Finding a fairy in the forest: ELF4, a novel and critical element of type I interferon responses

Abstract

Type I interferon (IFN) production is a key event during innate immune responses. This early and prompt mechanism is mediated by multiple factors that involve various pattern recognition receptors (PRRs), adaptor proteins, kinases and transcription factors. Stimulator of IFN genes (STING) is an important transmembrane adaptor protein that plays a role in the activation of downstream transcription factors, such as IFN regulatory factor 3 (IRF3) and signal transducer and activator of transcription 6, via TANK-binding kinase 1 (TBK1), which has been considered the main innate immune defense weaponry against viruses and intracellular pathogens.

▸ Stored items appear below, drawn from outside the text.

//! String-keyed durable record stores.
//!
//! [`KeyValueStore`] is the narrow interface the task repository persists
//! through. [`SqliteStore`] keeps records in the `kv` table of the
//! application database; [`MemoryStore`] keeps them in a map and can be told
//! to reject writes, which is how tests exercise the failure paths.

use super::db::Db;
use super::error::StorageError;
use parking_lot::Mutex;
use rusqlite::{params, Connection, OptionalExtension};
use std::collections::HashMap;

const SELECT_VALUE: &str = "SELECT value FROM kv WHERE key = ?";
const UPSERT_VALUE: &str = "INSERT INTO kv (key, value) VALUES (?, ?) ON CONFLICT(key) DO UPDATE SET value = excluded.value";
const DELETE_VALUE: &str = "DELETE FROM kv WHERE key = ?";

pub trait KeyValueStore: Send + Sync {
    fn get(&self, key: &str) -> Result<Option<String>, StorageError>;

    /// Writes `value` under `key`, replacing any previous value.
    fn set(&self, key: &str, value: &str) -> Result<(), StorageError>;

    fn remove(&self, key: &str) -> Result<(), StorageError>;
}

pub struct SqliteStore {
    conn: Mutex<Connection>,
}

impl SqliteStore {
    pub fn new(db: Db) -> Self {
        SqliteStore { conn: Mutex::new(db.conn) }
    }

    /// Opens the application database in its default location.
    pub fn open() -> Result<Self, StorageError> {
        Ok(Self::new(Db::new()?))
    }
}

impl KeyValueStore for SqliteStore {
    fn get(&self, key: &str) -> Result<Option<String>, StorageError> {
        let conn = self.conn.lock();
        let value = conn.query_row(SELECT_VALUE, params![key], |row| row.get(0)).optional()?;
        Ok(value)
    }

    fn set(&self, key: &str, value: &str) -> Result<(), StorageError> {
        self.conn.lock().execute(UPSERT_VALUE, params![key, value])?;
        Ok(())
    }

    fn remove(&self, key: &str) -> Result<(), StorageError> {
        self.conn.lock().execute(DELETE_VALUE, params![key])?;
        Ok(())
    }
}

#[derive(Debug, Default)]
struct MemoryState {
    entries: HashMap<String, String>,
    writes: usize,
    reject_writes: bool,
}

#[derive(Debug, Default)]
pub struct MemoryStore {
    state: Mutex<MemoryState>,
}

impl MemoryStore {
    pub fn new() -> Self {
        Self::default()
    }

    /// Makes every following `set` fail, like a browser store over quota.
    pub fn reject_writes(&self, reject: bool) {
        self.state.lock().reject_writes = reject;
    }

    /// Number of successful `set` calls so far.
    pub fn write_count(&self) -> usize {
        self.state.lock().writes
    }

    pub fn raw(&self, key: &str) -> Option<String> {
        self.state.lock().entries.get(key).cloned()
    }
}

impl KeyValueStore for MemoryStore {
    fn get(&self, key: &str) -> Result<Option<String>, StorageError> {
        Ok(self.raw(key))
    }

    fn set(&self, key: &str, value: &str) -> Result<(), StorageError> {
        let mut state = self.state.lock();
        if state.reject_writes {
            return Err(StorageError::WriteRejected(key.to_string()));
        }
        state.entries.insert(key.to_string(), value.to_string());
        state.writes += 1;
        Ok(())
    }

    fn remove(&self, key: &str) -> Result<(), StorageError> {
        self.state.lock().entries.remove(key);
        Ok(())
    }
}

In a current issue of Nature Immunology, You et al. showed that, after viral infection, the ETS-related transcription factor ELF4 (previously known as MEF) interacts with STING and is consequently activated by TBK1. This process leads to the nuclear translocation of ELF4 and its binding to IFN promoters (Figure 1). The group also demonstrated that ELF4 acts as an IFN transcription factor, as it has the potential to increase the binding affinity of IRF3 and IRF7 through cooperative binding to newly identified enhancer elements (EICE) in the IFN promoters.1 These new findings not only extend our knowledge about the details of the fine-tuning of the innate IFN responses, but also represent a new milestone by describing the role of EICE elements in this process.